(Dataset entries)
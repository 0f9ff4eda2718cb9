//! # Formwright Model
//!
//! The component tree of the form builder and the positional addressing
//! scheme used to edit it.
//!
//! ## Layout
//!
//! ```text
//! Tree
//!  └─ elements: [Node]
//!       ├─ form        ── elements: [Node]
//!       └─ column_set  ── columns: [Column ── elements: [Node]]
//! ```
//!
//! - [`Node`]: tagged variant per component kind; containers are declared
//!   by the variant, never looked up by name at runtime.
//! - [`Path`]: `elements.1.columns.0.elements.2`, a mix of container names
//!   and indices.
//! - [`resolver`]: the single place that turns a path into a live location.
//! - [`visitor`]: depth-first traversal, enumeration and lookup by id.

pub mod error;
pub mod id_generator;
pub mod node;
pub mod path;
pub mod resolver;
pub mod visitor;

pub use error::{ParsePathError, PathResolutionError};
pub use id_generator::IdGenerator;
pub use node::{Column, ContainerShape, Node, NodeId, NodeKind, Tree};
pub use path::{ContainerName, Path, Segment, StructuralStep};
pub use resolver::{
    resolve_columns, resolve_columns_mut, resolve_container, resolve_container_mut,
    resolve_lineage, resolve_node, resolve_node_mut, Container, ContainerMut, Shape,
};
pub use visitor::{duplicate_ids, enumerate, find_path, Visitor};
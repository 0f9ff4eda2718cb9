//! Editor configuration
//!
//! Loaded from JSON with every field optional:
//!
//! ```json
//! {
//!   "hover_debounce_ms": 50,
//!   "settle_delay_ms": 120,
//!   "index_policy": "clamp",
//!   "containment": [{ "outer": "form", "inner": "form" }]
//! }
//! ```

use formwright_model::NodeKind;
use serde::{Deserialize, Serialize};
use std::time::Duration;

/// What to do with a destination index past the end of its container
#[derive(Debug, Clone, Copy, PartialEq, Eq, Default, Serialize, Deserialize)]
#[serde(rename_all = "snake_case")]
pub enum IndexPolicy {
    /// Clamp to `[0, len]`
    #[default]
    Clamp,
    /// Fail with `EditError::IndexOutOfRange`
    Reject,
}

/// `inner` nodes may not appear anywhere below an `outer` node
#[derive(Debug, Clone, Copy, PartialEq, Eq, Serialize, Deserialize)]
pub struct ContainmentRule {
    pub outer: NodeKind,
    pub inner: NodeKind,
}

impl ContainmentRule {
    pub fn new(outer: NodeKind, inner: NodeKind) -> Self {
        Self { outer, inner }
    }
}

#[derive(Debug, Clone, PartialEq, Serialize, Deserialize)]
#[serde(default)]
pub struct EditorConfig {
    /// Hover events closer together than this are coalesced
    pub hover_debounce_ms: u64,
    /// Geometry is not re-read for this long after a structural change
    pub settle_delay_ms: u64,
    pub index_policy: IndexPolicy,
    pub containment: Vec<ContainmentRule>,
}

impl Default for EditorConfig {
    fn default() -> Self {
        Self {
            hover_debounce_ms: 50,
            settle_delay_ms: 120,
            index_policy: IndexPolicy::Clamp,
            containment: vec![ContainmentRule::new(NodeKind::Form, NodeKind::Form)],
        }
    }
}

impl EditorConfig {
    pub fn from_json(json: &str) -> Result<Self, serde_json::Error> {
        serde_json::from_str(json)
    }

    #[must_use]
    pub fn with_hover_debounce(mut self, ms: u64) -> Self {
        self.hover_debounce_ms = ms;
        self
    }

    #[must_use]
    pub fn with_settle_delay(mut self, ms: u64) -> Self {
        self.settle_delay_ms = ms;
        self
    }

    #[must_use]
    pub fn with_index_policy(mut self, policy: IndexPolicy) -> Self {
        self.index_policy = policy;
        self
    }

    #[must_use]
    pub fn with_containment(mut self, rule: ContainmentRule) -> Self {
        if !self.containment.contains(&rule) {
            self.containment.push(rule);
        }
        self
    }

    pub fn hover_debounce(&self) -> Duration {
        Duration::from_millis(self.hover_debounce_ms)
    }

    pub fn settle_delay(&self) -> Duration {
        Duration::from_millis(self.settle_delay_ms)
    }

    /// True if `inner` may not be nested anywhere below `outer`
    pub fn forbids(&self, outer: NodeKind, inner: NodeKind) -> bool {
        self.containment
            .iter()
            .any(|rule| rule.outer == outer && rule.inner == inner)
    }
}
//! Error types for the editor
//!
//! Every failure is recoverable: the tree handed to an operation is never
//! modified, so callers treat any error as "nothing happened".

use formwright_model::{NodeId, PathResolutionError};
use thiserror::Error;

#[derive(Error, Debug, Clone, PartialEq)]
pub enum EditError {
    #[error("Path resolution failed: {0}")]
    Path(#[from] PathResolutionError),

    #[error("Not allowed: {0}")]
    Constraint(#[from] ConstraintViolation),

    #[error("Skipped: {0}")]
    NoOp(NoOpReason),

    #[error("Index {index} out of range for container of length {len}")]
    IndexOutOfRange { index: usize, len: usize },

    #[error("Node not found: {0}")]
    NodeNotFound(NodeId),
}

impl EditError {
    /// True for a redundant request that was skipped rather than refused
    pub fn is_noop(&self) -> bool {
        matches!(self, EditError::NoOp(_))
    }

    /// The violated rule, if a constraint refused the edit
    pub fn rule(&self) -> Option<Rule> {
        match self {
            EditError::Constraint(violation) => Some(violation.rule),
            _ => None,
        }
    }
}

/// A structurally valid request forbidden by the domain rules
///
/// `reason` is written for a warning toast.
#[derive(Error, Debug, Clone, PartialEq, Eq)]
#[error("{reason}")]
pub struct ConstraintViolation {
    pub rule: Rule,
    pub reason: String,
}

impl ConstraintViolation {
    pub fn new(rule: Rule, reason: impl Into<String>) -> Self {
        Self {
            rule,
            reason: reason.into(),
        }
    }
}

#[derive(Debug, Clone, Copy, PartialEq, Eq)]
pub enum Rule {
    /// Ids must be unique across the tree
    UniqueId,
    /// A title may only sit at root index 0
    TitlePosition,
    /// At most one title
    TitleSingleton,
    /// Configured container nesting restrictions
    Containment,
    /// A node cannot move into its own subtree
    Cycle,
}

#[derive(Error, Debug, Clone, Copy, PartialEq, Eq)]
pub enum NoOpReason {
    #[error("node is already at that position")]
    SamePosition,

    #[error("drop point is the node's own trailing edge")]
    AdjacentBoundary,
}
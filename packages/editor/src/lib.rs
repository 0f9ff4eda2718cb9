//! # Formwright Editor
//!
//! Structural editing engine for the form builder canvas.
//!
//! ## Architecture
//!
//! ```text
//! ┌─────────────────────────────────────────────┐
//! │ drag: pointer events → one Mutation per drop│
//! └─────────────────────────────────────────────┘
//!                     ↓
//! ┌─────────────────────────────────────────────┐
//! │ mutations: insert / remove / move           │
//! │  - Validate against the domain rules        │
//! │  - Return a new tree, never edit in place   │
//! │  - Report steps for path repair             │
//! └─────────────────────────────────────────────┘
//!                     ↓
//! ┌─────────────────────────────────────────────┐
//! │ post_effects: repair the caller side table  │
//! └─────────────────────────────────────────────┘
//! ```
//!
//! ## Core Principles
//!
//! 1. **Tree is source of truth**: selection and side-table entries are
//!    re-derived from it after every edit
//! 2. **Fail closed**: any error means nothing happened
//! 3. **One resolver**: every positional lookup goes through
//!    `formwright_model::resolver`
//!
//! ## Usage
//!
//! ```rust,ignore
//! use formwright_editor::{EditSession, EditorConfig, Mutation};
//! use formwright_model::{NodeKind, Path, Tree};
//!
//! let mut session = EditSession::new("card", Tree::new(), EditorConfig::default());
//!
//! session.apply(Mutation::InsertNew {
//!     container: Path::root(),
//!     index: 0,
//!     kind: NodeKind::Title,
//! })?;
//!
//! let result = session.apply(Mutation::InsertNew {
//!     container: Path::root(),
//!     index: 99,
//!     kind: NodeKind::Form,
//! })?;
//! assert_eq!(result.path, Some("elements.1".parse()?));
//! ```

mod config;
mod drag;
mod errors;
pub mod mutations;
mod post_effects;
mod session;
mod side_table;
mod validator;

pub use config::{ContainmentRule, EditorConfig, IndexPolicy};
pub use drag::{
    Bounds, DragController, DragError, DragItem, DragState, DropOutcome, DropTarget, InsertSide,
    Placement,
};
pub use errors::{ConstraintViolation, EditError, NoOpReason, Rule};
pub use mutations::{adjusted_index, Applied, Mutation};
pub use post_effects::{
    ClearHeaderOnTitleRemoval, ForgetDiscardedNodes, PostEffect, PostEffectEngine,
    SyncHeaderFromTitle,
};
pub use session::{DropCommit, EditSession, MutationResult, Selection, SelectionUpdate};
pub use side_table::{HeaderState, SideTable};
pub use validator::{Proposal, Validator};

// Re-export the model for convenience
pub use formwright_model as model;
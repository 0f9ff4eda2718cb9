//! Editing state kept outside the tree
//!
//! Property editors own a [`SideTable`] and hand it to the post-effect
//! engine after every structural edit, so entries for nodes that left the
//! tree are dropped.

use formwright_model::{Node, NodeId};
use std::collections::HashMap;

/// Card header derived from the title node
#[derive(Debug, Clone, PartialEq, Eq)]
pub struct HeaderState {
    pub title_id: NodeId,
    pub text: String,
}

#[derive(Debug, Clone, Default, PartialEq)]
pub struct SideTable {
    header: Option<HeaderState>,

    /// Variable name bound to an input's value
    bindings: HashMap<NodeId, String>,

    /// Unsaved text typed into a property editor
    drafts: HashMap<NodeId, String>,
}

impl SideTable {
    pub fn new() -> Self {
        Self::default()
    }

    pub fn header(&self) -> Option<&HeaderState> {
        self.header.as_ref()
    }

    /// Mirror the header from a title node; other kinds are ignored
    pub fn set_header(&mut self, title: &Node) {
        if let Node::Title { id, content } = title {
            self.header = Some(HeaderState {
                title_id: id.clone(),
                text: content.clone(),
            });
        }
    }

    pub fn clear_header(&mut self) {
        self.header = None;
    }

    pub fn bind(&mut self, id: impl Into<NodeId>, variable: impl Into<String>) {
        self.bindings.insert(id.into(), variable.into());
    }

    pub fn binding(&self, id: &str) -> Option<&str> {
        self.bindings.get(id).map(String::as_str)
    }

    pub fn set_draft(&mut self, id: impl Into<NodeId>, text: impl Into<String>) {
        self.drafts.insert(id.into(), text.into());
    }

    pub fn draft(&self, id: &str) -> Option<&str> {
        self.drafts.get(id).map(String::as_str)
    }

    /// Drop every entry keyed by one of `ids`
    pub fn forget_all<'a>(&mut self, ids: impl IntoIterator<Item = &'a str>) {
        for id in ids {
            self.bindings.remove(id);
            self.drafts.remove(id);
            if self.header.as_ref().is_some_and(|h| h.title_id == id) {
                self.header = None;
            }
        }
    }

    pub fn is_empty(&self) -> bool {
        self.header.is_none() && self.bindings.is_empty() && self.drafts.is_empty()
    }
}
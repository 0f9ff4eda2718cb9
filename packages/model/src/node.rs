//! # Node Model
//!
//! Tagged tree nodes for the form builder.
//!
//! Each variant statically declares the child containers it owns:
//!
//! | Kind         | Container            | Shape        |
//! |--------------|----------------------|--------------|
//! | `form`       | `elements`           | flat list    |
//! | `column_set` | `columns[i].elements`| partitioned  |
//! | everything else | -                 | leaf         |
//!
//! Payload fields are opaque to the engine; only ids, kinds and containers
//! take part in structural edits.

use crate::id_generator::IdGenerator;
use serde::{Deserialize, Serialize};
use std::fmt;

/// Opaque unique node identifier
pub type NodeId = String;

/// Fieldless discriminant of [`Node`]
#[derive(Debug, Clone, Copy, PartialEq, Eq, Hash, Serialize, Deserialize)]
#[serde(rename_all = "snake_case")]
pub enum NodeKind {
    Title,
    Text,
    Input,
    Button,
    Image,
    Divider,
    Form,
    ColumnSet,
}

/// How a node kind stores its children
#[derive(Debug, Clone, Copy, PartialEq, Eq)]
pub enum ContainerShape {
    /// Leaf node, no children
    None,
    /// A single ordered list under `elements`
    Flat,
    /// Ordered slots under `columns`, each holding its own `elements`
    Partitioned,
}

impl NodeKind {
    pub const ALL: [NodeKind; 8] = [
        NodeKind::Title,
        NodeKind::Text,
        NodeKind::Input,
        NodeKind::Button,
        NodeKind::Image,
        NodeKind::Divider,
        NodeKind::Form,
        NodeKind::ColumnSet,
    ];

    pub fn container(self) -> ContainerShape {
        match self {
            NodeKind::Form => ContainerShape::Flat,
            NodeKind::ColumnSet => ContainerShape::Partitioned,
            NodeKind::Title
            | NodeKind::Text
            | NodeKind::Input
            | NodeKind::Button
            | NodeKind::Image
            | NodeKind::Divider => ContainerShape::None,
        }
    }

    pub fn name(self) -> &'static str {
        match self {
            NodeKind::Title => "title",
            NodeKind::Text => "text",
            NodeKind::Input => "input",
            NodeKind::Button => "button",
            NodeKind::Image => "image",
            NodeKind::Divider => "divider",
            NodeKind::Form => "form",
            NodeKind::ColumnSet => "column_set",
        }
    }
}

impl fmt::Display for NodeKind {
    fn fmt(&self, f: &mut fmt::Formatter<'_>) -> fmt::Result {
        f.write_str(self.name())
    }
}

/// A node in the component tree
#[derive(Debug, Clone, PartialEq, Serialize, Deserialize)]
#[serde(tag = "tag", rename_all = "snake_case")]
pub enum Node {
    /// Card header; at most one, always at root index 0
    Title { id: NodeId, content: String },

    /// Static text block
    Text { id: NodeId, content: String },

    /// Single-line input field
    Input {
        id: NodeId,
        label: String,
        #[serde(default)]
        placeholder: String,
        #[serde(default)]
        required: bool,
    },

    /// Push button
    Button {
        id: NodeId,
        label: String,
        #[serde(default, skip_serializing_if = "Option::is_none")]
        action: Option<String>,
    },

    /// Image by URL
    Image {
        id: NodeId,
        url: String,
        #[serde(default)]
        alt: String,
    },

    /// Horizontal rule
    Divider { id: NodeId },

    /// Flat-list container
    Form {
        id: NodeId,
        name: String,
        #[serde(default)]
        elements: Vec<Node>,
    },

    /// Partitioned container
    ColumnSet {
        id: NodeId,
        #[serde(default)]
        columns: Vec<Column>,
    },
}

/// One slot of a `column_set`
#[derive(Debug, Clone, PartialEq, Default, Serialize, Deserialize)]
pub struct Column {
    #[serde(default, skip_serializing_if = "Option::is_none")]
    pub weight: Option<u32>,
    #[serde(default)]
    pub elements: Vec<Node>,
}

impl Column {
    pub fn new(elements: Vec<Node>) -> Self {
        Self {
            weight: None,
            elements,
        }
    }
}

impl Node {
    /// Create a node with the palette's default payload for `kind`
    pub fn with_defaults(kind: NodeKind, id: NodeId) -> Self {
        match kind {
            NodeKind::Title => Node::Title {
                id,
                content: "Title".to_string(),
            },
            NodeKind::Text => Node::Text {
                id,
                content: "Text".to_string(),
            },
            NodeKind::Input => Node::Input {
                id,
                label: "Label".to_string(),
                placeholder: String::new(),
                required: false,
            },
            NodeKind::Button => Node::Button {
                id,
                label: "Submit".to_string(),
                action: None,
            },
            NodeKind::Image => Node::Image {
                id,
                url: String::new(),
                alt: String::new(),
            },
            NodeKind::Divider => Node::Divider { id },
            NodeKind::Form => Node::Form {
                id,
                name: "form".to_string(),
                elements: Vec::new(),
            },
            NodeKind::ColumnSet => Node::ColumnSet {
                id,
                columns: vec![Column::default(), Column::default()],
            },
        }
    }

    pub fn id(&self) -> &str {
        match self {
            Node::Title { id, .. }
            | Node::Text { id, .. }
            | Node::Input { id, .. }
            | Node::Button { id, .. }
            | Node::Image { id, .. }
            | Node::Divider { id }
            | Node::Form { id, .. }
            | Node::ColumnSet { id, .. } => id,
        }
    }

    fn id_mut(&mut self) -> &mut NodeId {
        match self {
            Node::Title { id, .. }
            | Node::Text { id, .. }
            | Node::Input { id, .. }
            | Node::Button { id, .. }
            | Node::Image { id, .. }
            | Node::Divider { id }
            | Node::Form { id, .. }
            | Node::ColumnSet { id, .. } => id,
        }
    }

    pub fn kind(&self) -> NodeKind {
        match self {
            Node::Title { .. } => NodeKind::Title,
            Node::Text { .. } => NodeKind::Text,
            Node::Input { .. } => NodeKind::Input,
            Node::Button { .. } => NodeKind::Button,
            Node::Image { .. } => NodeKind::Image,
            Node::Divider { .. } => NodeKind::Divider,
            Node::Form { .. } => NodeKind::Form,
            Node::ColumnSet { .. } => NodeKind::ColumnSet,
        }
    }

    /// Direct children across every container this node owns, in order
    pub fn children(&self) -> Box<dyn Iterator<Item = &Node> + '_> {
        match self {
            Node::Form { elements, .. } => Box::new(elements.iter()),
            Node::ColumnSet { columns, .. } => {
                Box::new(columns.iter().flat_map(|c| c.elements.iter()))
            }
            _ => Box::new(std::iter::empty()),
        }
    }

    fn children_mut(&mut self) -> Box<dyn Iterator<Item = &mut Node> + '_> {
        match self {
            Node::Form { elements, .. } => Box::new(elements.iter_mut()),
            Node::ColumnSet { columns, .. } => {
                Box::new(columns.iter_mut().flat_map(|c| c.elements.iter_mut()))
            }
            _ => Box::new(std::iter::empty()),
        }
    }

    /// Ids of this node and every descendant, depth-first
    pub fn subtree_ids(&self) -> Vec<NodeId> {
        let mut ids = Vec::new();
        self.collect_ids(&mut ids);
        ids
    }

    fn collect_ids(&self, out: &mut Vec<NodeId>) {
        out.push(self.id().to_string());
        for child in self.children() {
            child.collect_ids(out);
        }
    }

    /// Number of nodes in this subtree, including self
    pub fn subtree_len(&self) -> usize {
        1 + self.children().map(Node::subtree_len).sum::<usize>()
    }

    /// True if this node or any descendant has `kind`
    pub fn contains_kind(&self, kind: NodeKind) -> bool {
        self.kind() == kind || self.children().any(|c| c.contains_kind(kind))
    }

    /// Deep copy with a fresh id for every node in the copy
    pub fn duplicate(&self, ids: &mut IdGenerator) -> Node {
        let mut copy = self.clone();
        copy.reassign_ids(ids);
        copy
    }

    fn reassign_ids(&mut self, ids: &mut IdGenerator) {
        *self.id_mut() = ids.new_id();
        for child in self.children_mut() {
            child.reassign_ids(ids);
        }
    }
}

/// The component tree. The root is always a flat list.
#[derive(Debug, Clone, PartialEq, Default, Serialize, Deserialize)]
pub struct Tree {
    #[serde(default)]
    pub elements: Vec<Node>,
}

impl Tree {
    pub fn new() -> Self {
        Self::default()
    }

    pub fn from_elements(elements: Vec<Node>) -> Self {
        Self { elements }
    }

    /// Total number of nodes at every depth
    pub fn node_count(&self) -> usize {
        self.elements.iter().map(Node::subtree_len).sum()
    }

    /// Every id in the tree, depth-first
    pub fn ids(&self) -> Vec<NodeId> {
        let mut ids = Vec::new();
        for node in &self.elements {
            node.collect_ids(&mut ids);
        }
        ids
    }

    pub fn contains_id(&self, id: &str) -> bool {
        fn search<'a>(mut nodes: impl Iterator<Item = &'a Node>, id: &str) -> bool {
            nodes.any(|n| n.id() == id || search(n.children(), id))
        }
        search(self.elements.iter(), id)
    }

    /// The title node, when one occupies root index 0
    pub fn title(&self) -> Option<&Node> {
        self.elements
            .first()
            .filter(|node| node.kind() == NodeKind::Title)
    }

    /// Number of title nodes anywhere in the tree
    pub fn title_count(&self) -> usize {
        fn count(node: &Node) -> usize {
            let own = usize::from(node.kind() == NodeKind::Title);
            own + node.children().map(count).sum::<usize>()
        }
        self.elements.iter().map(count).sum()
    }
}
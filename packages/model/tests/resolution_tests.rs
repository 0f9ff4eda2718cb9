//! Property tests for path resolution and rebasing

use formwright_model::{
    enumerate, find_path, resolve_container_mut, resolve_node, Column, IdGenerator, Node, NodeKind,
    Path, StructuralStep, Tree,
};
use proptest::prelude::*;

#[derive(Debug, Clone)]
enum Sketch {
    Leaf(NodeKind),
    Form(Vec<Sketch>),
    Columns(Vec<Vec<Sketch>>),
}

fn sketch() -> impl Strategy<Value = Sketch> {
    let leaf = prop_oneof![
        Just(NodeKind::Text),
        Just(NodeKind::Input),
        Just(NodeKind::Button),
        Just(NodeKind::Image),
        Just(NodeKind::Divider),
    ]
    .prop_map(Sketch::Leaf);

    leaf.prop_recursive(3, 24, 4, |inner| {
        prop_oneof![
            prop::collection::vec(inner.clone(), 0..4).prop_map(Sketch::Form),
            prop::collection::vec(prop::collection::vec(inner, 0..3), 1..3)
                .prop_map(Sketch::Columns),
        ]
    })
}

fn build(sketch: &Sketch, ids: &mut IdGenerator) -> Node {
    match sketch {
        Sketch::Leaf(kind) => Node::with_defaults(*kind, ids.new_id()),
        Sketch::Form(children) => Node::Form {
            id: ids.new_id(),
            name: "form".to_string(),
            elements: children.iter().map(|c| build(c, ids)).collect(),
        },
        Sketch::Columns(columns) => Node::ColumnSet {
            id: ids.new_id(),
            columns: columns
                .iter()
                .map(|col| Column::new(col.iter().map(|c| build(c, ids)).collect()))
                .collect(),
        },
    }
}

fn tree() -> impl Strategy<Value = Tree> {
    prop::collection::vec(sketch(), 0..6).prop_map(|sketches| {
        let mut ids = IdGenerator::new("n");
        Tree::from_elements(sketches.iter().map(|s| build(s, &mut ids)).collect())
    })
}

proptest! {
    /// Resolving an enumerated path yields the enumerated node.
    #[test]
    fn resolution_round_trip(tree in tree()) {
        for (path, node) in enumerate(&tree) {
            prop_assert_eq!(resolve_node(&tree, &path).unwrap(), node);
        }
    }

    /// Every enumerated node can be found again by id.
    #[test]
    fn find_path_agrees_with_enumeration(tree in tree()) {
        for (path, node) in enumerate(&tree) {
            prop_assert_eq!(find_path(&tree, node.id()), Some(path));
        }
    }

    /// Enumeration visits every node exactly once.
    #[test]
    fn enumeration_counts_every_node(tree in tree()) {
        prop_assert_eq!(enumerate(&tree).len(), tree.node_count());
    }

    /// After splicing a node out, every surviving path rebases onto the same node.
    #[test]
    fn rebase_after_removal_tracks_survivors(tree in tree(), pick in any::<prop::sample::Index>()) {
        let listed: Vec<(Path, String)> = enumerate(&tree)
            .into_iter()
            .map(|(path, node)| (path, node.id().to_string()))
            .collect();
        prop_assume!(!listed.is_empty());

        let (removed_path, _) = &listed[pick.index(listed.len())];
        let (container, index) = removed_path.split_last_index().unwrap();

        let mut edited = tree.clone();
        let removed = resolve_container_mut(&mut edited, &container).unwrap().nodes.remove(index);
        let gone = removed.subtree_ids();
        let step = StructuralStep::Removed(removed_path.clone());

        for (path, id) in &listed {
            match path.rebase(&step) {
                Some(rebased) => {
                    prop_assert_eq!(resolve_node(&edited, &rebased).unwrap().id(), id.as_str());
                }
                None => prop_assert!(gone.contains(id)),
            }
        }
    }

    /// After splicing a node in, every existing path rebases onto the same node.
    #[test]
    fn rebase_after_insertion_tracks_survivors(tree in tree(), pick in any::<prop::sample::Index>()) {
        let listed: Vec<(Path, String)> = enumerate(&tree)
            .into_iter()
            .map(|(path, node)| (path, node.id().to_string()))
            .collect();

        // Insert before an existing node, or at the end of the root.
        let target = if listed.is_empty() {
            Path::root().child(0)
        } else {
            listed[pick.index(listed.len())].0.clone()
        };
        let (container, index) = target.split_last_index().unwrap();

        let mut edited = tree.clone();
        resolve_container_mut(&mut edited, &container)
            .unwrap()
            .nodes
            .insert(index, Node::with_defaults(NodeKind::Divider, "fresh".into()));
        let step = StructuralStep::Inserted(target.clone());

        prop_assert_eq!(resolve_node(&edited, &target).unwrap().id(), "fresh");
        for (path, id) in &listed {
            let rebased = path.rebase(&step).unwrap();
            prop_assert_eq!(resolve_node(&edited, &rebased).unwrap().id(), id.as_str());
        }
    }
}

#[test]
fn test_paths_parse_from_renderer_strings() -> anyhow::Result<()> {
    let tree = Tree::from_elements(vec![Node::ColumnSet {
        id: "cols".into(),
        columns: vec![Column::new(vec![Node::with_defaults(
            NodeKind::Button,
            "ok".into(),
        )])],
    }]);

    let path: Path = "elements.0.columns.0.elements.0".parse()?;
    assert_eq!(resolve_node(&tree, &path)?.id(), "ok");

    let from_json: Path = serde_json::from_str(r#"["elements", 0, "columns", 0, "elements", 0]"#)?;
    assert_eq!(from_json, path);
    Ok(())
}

Task requirements:
Look through the entries above and work out how many lines contain the string "depth". Give that number alone.

Completed exercise:
4